Trinity College Foundation Studies

Wed Jul 01 2015


UNSURE whether living with a local family while you’re studying in Australia is the right lifestyle choice for you? Trinity College Foundation Studies students Chelsea Liang, David Kianjuan Bi and Su Lynn Kew weigh the pros and cons of the homestay experience in Australia.

If you’re a current or future student at Trinity College then you may be considering the homestay option during your time in Melbourne.

To help with your accommodation decision, some current students have shared their homestay experience.

What are the advantages?

If you can build up a good relationship with your host family, living in a homestay can be a wonderful and rewarding experience.

The homestay option can be a good choice for newcomers to Australia who feel they might need a family away from home to help them adapt to their new environment.

Trinity College student, Hanna said she was very satisfied with her homestay experience because she had built a good relationship with her host.

According to Hanna, her host “treated her like her own granddaughter”. The host would always drive her to the train station when she needed to take a train to the city as her house was a 30 minute walk from the station. Also, before going grocery shopping, her host would always ask if she wanted to come along.

Many students also feel that their conversational English had also improved as a result of their homestay with a local family.

Hanna said her spoken English had greatly improved after four months in a homestay.

If you’re looking for cheap and short-term accommodation, a homestay would be a wise choice.

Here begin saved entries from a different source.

//! Per-texel update functions for the two simulation stages.
//!
//! These are the CPU twins of `velocity.wgsl` and `position.wgsl`. Each one
//! reads exactly one texel from each input at its own index and produces the
//! output texel for that index, nothing else.

use glam::{Vec2, Vec3, Vec4, Vec4Swizzles};

/// Force law parameters for the velocity stage.
#[derive(Debug, Clone, Copy, PartialEq)]
pub struct ForceParams {
    /// Spring constant toward the target texel.
    pub stiffness: f32,
    /// Per-step velocity multiplier, strictly below 1.
    pub damping: f32,
    /// Hard cap on velocity magnitude per step.
    pub max_speed: f32,
    /// Amplitude of the per-particle noise kick.
    pub jitter: f32,
}

impl Default for ForceParams {
    fn default() -> Self {
        Self {
            stiffness: 0.01,
            damping: 0.93,
            max_speed: 0.05,
            jitter: 0.0005,
        }
    }
}

impl ForceParams {
    pub fn with_stiffness(mut self, stiffness: f32) -> Self {
        self.stiffness = stiffness.max(0.0);
        self
    }

    /// Clamped to `[0, 0.999]` so the system always loses energy.
    pub fn with_damping(mut self, damping: f32) -> Self {
        self.damping = damping.clamp(0.0, 0.999);
        self
    }

    pub fn with_max_speed(mut self, max_speed: f32) -> Self {
        self.max_speed = max_speed.max(0.0);
        self
    }

    pub fn with_jitter(mut self, jitter: f32) -> Self {
        self.jitter = jitter.max(0.0);
        self
    }
}

/// Integer hash, bit-identical to `hash()` in the WGSL utilities.
#[inline]
pub fn hash(n: u32) -> u32 {
    let mut x = n;
    x ^= x >> 17;
    x = x.wrapping_mul(0xed5a_d4bb);
    x ^= x >> 11;
    x = x.wrapping_mul(0xac4c_1b51);
    x ^= x >> 15;
    x = x.wrapping_mul(0x3184_8bab);
    x ^= x >> 14;
    x
}

/// Hash to a float in `[0, 1]`.
#[inline]
pub fn rand(seed: u32) -> f32 {
    hash(seed) as f32 / 4_294_967_295.0
}

/// Planar noise in `[-1, 1]²`, constant within each 1/60 of simulation time.
pub fn noise(index: u32, time: f32) -> Vec2 {
    let tick = (time.max(0.0) * 60.0).floor() as u32;
    let seed = index.wrapping_mul(1973).wrapping_add(tick.wrapping_mul(9277));
    Vec2::new(rand(seed) - 0.5, rand(hash(seed)) - 0.5) * 2.0
}

/// New velocity texel from the previous position, previous velocity and the
/// bound target texel.
pub fn velocity_step(
    position: Vec4,
    velocity: Vec4,
    goal: Vec4,
    index: u32,
    time: f32,
    params: &ForceParams,
) -> Vec4 {
    let kick = noise(index, time) * params.jitter;
    let acc = (goal.xyz() - position.xyz()) * params.stiffness + Vec3::new(kick.x, kick.y, 0.0);
    let v = ((velocity.xyz() + acc) * params.damping).clamp_length_max(params.max_speed);
    v.extend(1.0)
}

/// New position texel. Brightness in `w` is carried unchanged.
#[inline]
pub fn position_step(position: Vec4, velocity: Vec4) -> Vec4 {
    (position.xyz() + velocity.xyz()).extend(position.w)
}

#[cfg(test)]
mod tests {
    use super::*;

    #[test]
    fn test_hash_known_values() {
        // Values shared with the WGSL implementation.
        assert_eq!(hash(0), 0);
        assert_ne!(hash(1), hash(2));
        assert!(rand(12345) >= 0.0 && rand(12345) <= 1.0);
    }

    #[test]
    fn test_noise_is_bounded_and_piecewise_constant() {
        for i in 0..256 {
            let n = noise(i, 3.0);
            assert!(n.x.abs() <= 1.0 && n.y.abs() <= 1.0);
        }
        assert_eq!(noise(7, 1.0), noise(7, 1.0 + 0.001));
    }

    #[test]
    fn test_velocity_points_toward_goal() {
        let params = ForceParams::default().with_jitter(0.0);
        let v = velocity_step(Vec4::ZERO, Vec4::W, Vec4::new(1.0, 0.0, 0.0, 1.0), 0, 0.0, &params);
        assert!(v.x > 0.0);
        assert_eq!(v.y, 0.0);
        assert_eq!(v.w, 1.0);
    }

    #[test]
    fn test_velocity_is_clamped() {
        let params = ForceParams::default();
        let v = velocity_step(
            Vec4::ZERO,
            Vec4::new(100.0, -100.0, 0.0, 1.0),
            Vec4::new(1000.0, 1000.0, 0.0, 1.0),
            3,
            0.5,
            &params,
        );
        assert!(v.xyz().length() <= params.max_speed + 1e-6);
    }

    #[test]
    fn test_position_carries_brightness() {
        let p = position_step(Vec4::new(0.5, 0.5, 0.0, 0.3), Vec4::new(0.1, -0.1, 0.0, 1.0));
        assert!((p.x - 0.6).abs() < 1e-6);
        assert!((p.y - 0.4).abs() < 1e-6);
        assert_eq!(p.w, 0.3);
    }

    #[test]
    fn test_damping_is_capped_below_one() {
        assert_eq!(ForceParams::default().with_damping(2.0).damping, 0.999);
    }
}
//! The `Morph` builder and the windowed frame loop.
//!
//! # Example
//!
//! ```ignore
//! use ipme::prelude::*;
//!
//! fn main() -> Result<(), MorphError> {
//!     Morph::new()
//!         .with_images("first.png", "second.jpg")
//!         .with_seed(7)
//!         .with_force(ForceParams::default().with_stiffness(0.02))
//!         .run()
//! }
//! ```
//!
//! Startup is gated: both images are decoded and sampled in parallel, and
//! nothing touching the simulation is created until both have succeeded.

use std::path::PathBuf;
use std::sync::Arc;

use rand::rngs::SmallRng;
use rand::SeedableRng;
use winit::application::ApplicationHandler;
use winit::event::WindowEvent;
use winit::event_loop::{ActiveEventLoop, ControlFlow, EventLoop};
use winit::window::{Window, WindowId};

use crate::ascii::{self, GlyphAtlas};
use crate::error::{GpuError, MorphError, SampleError};
use crate::gpu::{ComputeGraph, GpuContext, RenderState};
use crate::graph::{FeedbackGraph, GraphSeed, InitialLayout};
use crate::input::Input;
use crate::kernels::ForceParams;
use crate::luminance::LuminanceField;
use crate::sampling::{sample_field, PointSet, SamplerConfig, SamplingReport};
use crate::scheduler::FrameScheduler;
use crate::target::Target;
use crate::time::FRAME_DELTA;

/// Where a target image comes from.
#[derive(Debug, Clone)]
pub enum ImageSource {
    /// An image file on disk.
    Path(PathBuf),
    /// An encoded image in memory.
    Bytes(Vec<u8>),
    /// An already computed luminance grid.
    Field(LuminanceField),
}

impl ImageSource {
    fn load(&self, size: u32) -> Result<LuminanceField, SampleError> {
        match self {
            ImageSource::Path(path) => LuminanceField::open(path, size),
            ImageSource::Bytes(bytes) => LuminanceField::from_bytes(bytes, size),
            ImageSource::Field(field) if field.size() == size => Ok(field.clone()),
            ImageSource::Field(field) => Ok(LuminanceField::from_fn(size, |x, y| {
                field.sample(x as f32 / size as f32, y as f32 / size as f32)
            })),
        }
    }
}

/// Both targets sampled and encoded, ready to build an executor.
#[derive(Debug, Clone)]
pub struct Prepared {
    pub seed: GraphSeed,
    pub points: [PointSet; 2],
    pub reports: [SamplingReport; 2],
}

/// Result of a headless run.
#[derive(Debug, Clone)]
pub struct HeadlessSummary {
    pub frames: u64,
    pub selected: Target,
    pub mean_target_error: f32,
    pub max_extent: f32,
    pub reports: [SamplingReport; 2],
    /// Text rendering of the final particle positions.
    pub preview: String,
}

/// Builder for an image morph.
#[derive(Debug, Clone)]
pub struct Morph {
    images: [Option<ImageSource>; 2],
    sampler: SamplerConfig,
    force: ForceParams,
    layout: InitialLayout,
    seed: Option<u64>,
    point_size: f32,
    window_size: (u32, u32),
    title: String,
}

impl Default for Morph {
    fn default() -> Self {
        Self::new()
    }
}

impl Morph {
    pub fn new() -> Self {
        Self {
            images: [None, None],
            sampler: SamplerConfig::default(),
            force: ForceParams::default(),
            layout: InitialLayout::default(),
            seed: None,
            point_size: 0.006,
            window_size: (1024, 1024),
            title: "ipme".to_string(),
        }
    }

    /// Image files for target A and target B.
    pub fn with_images(mut self, a: impl Into<PathBuf>, b: impl Into<PathBuf>) -> Self {
        self.images = [Some(ImageSource::Path(a.into())), Some(ImageSource::Path(b.into()))];
        self
    }

    /// Set one target's image source.
    pub fn with_image(mut self, target: Target, source: ImageSource) -> Self {
        self.images[target.index()] = Some(source);
        self
    }

    /// Seed every random choice: sampling, scatter and initial velocity.
    pub fn with_seed(mut self, seed: u64) -> Self {
        self.seed = Some(seed);
        self
    }

    pub fn with_force(mut self, force: ForceParams) -> Self {
        self.force = force;
        self
    }

    pub fn with_initial_layout(mut self, layout: InitialLayout) -> Self {
        self.layout = layout;
        self
    }

    /// Sprite half size in clip units.
    pub fn with_point_size(mut self, size: f32) -> Self {
        self.point_size = size.max(0.0);
        self
    }

    /// Replace the sampler configuration. A seed set with
    /// [`with_seed`](Self::with_seed) still takes precedence.
    pub fn with_sampler(mut self, sampler: SamplerConfig) -> Self {
        self.sampler = sampler;
        self
    }

    pub fn with_window_size(mut self, width: u32, height: u32) -> Self {
        self.window_size = (width.max(1), height.max(1));
        self
    }

    pub fn with_title(mut self, title: impl Into<String>) -> Self {
        self.title = title.into();
        self
    }

    fn sampler_for(&self, target: Target) -> SamplerConfig {
        match self.seed.or(self.sampler.seed) {
            // Distinct streams per target so identical images still differ
            Some(seed) => self
                .sampler
                .clone()
                .with_seed(seed.wrapping_add(target.index() as u64)),
            None => self.sampler.clone(),
        }
    }

    fn rng(&self) -> SmallRng {
        match self.seed {
            Some(seed) => SmallRng::seed_from_u64(seed ^ 0x9e37_79b9_7f4a_7c15),
            None => SmallRng::from_entropy(),
        }
    }

    fn sample_target(&self, target: Target) -> Result<(PointSet, SamplingReport), MorphError> {
        let source = self.images[target.index()]
            .as_ref()
            .ok_or(MorphError::MissingImage(target))?;
        let config = self.sampler_for(target);
        let field = source
            .load(config.grid_size)
            .map_err(|source| MorphError::Sample { target, source })?;
        let (points, report) = sample_field(&field, &config);
        tracing::debug!(
            image = %target,
            candidates = report.candidates,
            mean_brightness = field.mean(),
            "target sampled"
        );
        Ok((points, report))
    }

    /// Sample both targets in parallel and encode the initial textures.
    ///
    /// Fails if either image is missing or unreadable; no partial result is
    /// returned.
    pub fn prepare(&self) -> Result<Prepared, MorphError> {
        let (a, b) = rayon::join(
            || self.sample_target(Target::A),
            || self.sample_target(Target::B),
        );
        let (points_a, report_a) = a?;
        let (points_b, report_b) = b?;

        let mut rng = self.rng();
        let seed = GraphSeed::from_point_sets(
            &points_a,
            &points_b,
            self.sampler.grid_size,
            self.layout,
            &mut rng,
        );
        tracing::info!(
            particles = self.sampler.point_count(),
            layout = ?self.layout,
            "targets encoded"
        );

        Ok(Prepared {
            seed,
            points: [points_a, points_b],
            reports: [report_a, report_b],
        })
    }

    /// Build the CPU executor.
    pub fn build_graph(&self) -> Result<FeedbackGraph, MorphError> {
        let prepared = self.prepare()?;
        Ok(FeedbackGraph::new(prepared.seed, self.force))
    }

    /// Step the CPU executor `frames` times without opening a window.
    ///
    /// `switch_every` toggles the target after that many frames, repeatedly.
    pub fn run_headless(
        &self,
        frames: u64,
        switch_every: Option<u64>,
    ) -> Result<HeadlessSummary, MorphError> {
        let prepared = self.prepare()?;
        let reports = prepared.reports;
        let mut graph = FeedbackGraph::new(prepared.seed, self.force);
        let mut scheduler = FrameScheduler::new();

        for frame in 1..=frames {
            scheduler.tick(&mut graph);
            if let Some(n) = switch_every.filter(|n| *n > 0) {
                if frame % n == 0 {
                    graph.trigger();
                }
            }
        }

        let summary = HeadlessSummary {
            frames: graph.frame(),
            selected: graph.selected(),
            mean_target_error: graph.mean_target_error(),
            max_extent: graph.max_extent(),
            reports,
            preview: ascii::preview(graph.current_positions().texels(), 64, 32, &GlyphAtlas::default()),
        };
        tracing::info!(
            frames = summary.frames,
            error = summary.mean_target_error,
            extent = summary.max_extent,
            "headless run finished"
        );
        Ok(summary)
    }

    /// Open a window and run until it is closed.
    pub fn run(self) -> Result<(), MorphError> {
        let prepared = self.prepare()?;

        let event_loop = EventLoop::new()?;
        event_loop.set_control_flow(ControlFlow::Poll);

        let mut app = App::new(self, prepared.seed);
        event_loop.run_app(&mut app)?;

        match app.error.take() {
            Some(err) => Err(err),
            None => Ok(()),
        }
    }
}

struct Running {
    window: Arc<Window>,
    compute: ComputeGraph,
    render: RenderState,
}

struct App {
    morph: Morph,
    seed: GraphSeed,
    running: Option<Running>,
    input: Input,
    scheduler: FrameScheduler,
    error: Option<MorphError>,
}

impl App {
    fn new(morph: Morph, seed: GraphSeed) -> Self {
        Self {
            morph,
            seed,
            running: None,
            input: Input::new(),
            scheduler: FrameScheduler::new(),
            error: None,
        }
    }

    fn start(&mut self, event_loop: &ActiveEventLoop) -> Result<Running, MorphError> {
        let (width, height) = self.morph.window_size;
        let attrs = Window::default_attributes()
            .with_title(self.morph.title.clone())
            .with_inner_size(winit::dpi::LogicalSize::new(width, height));
        let window = Arc::new(event_loop.create_window(attrs)?);

        let mut ctx = pollster::block_on(GpuContext::with_window(Arc::clone(&window)))?;
        let compute = ComputeGraph::new(&ctx, &self.seed, self.morph.force)?;
        let size = window.inner_size();
        let mut rng = self.morph.rng();
        let render = RenderState::new(
            &mut ctx,
            size.width,
            size.height,
            compute.size(),
            self.morph.point_size,
            &mut rng,
        )?;
        tracing::info!(width = size.width, height = size.height, "window ready");

        Ok(Running {
            window,
            compute,
            render,
        })
    }

    fn fail(&mut self, event_loop: &ActiveEventLoop, err: MorphError) {
        tracing::error!(error = %err, "stopping");
        self.error = Some(err);
        event_loop.exit();
    }
}

impl ApplicationHandler for App {
    fn resumed(&mut self, event_loop: &ActiveEventLoop) {
        if self.running.is_some() {
            return;
        }
        match self.start(event_loop) {
            Ok(running) => {
                running.window.request_redraw();
                self.running = Some(running);
            }
            Err(err) => self.fail(event_loop, err),
        }
    }

    fn window_event(&mut self, event_loop: &ActiveEventLoop, _id: WindowId, event: WindowEvent) {
        self.input.handle_event(&event);

        let Some(running) = self.running.as_mut() else {
            return;
        };

        match event {
            WindowEvent::CloseRequested => {
                event_loop.exit();
            }
            WindowEvent::Resized(size) => {
                running.render.resize(size.width, size.height);
            }
            WindowEvent::RedrawRequested => {
                while self.input.take_trigger() {
                    let selected = running.compute.trigger();
                    tracing::info!(%selected, "target switched");
                }

                self.scheduler.tick(&mut running.compute);

                let time = running.compute.frame() as f32 * FRAME_DELTA;
                match running.render.draw(&running.compute, time) {
                    Ok(()) => {}
                    Err(wgpu::SurfaceError::Lost | wgpu::SurfaceError::Outdated) => {
                        tracing::warn!("surface lost, reconfiguring");
                        running.render.reconfigure();
                    }
                    Err(e @ wgpu::SurfaceError::OutOfMemory) => {
                        self.fail(event_loop, MorphError::Gpu(GpuError::Surface(e)));
                        return;
                    }
                    Err(e) => tracing::error!(error = %e, "render error"),
                }

                if self.scheduler.clock().frame() % 30 == 0 {
                    running.window.set_title(&format!(
                        "{} | {:.0} fps | target {}",
                        self.morph.title,
                        self.scheduler.fps(),
                        running.compute.selected()
                    ));
                }
                running.window.request_redraw();
            }
            _ => {}
        }
    }
}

Trinity student Nu Nu said that “other options are expensive and they require students to stay for at least six months”.

Are there any disadvantages?


As homestays are usually located in the suburbs, the long commute to school is often frustrating for many international students.

Trinity College’s Housing and Accomodation Manager, Jennifer Walsh said students  would “spend such a long time travelling every day that they have much less time for study than their peers who live near the school”.

Some homestay families may also impose restrictions on students’ shower time, which may also make some students feel uncomfortable. According to Nu Nu, she was not permitted to shower after 9pm because the bathroom was above the kids’ bedroom and the shower noise would disrupt their sleep.

Food can be a problem as well as some students might feel the way their host family plan out their meals can leave them a little unsatisfied.

“The family would sometimes eat the same food for both lunch and dinner,” said Nu Nu.

In the end, the homestay experience often depends on your own personality and lifestyle preferences.

“Some people may prefer living on their own, while some others may choose a homestay because of the social environment,” Ms Walsh said.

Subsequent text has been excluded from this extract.